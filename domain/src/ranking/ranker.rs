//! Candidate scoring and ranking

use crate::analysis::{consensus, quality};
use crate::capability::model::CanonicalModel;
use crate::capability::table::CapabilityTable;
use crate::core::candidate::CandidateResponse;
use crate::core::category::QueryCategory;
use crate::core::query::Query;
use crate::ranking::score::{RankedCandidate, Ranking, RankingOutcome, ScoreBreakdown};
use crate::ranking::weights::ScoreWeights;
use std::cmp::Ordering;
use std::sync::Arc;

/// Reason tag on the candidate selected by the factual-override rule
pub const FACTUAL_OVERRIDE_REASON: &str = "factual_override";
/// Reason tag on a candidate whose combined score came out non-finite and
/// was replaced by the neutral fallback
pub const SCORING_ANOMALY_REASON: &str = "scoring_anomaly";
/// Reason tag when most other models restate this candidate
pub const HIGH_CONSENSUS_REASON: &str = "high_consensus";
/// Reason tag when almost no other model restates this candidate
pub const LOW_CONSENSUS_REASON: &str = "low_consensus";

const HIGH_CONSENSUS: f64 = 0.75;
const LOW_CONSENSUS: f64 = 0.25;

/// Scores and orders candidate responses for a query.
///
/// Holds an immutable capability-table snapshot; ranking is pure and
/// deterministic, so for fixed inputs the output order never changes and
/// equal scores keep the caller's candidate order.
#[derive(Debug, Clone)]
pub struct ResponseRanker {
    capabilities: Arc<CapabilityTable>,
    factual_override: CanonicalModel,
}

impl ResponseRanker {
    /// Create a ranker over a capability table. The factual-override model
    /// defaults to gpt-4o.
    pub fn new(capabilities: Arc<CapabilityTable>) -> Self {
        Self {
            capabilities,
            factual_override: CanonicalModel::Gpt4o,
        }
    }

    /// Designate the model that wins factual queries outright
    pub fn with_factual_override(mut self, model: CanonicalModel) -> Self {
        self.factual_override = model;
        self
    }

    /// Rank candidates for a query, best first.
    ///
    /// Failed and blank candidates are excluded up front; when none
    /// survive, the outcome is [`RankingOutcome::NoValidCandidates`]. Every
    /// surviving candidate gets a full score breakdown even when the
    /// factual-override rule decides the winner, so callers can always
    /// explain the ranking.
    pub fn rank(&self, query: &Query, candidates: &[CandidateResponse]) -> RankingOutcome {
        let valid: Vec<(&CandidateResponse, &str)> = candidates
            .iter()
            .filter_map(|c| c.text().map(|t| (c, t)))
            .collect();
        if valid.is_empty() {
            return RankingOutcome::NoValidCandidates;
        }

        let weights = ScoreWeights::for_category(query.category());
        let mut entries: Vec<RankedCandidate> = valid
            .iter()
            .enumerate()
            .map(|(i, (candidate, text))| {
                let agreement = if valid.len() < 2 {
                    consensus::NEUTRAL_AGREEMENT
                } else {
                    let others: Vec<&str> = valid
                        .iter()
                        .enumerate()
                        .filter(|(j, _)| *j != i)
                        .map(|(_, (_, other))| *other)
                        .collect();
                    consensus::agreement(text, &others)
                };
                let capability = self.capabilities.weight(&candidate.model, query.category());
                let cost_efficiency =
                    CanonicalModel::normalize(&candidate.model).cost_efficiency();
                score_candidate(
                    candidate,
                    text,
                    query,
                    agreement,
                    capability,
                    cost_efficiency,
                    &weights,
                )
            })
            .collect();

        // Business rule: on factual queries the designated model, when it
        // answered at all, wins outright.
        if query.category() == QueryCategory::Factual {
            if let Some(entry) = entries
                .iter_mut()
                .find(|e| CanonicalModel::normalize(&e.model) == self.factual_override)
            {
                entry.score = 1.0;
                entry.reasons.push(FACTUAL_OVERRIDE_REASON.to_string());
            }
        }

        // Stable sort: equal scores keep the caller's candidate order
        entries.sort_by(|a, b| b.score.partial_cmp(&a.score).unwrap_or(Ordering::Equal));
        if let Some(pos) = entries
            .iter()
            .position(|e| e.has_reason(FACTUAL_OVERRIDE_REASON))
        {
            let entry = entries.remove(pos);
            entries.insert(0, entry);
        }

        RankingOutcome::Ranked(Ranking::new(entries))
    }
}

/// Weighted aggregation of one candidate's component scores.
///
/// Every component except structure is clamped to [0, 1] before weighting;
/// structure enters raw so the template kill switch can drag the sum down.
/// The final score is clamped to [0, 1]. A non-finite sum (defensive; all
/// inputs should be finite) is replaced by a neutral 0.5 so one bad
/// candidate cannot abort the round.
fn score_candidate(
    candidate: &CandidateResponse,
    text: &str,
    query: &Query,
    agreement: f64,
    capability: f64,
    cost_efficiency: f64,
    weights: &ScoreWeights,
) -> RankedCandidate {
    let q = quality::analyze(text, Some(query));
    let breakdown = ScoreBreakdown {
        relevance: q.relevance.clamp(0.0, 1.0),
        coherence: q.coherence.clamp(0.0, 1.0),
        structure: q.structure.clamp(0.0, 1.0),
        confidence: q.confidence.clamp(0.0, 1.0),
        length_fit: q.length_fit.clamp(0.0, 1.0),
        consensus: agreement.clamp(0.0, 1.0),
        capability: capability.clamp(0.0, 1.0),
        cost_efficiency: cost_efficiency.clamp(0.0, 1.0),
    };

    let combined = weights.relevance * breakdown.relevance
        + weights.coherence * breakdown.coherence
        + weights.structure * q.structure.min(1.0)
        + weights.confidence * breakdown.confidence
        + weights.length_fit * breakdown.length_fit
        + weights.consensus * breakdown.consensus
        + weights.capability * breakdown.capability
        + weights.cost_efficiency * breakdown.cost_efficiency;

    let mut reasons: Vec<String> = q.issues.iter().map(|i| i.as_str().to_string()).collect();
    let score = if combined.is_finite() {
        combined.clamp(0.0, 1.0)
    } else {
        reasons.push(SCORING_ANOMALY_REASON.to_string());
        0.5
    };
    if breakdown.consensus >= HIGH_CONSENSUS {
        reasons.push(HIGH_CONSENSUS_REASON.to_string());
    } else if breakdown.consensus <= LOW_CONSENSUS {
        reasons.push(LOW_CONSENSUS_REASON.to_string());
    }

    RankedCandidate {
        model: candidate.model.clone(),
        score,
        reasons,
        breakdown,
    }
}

+===+

→ THE PROBLEM
The expected answer is an exact copy of the lines above, beginning at the line with "model, when it" and ending at the line with "entry.reasons.push(FACTUAL_OVERRIDE_REASON.to_string());", with both ends in.

→ OUTPUT FOR THIS EXERCISE
        // Business rule: on factual queries the designated model, when it
        // answered at all, wins outright.
        if query.category() == QueryCategory::Factual {
            if let Some(entry) = entries
                .iter_mut()
                .find(|e| CanonicalModel::normalize(&e.model) == self.factual_override)
            {
                entry.score = 1.0;
                entry.reasons.push(FACTUAL_OVERRIDE_REASON.to_string());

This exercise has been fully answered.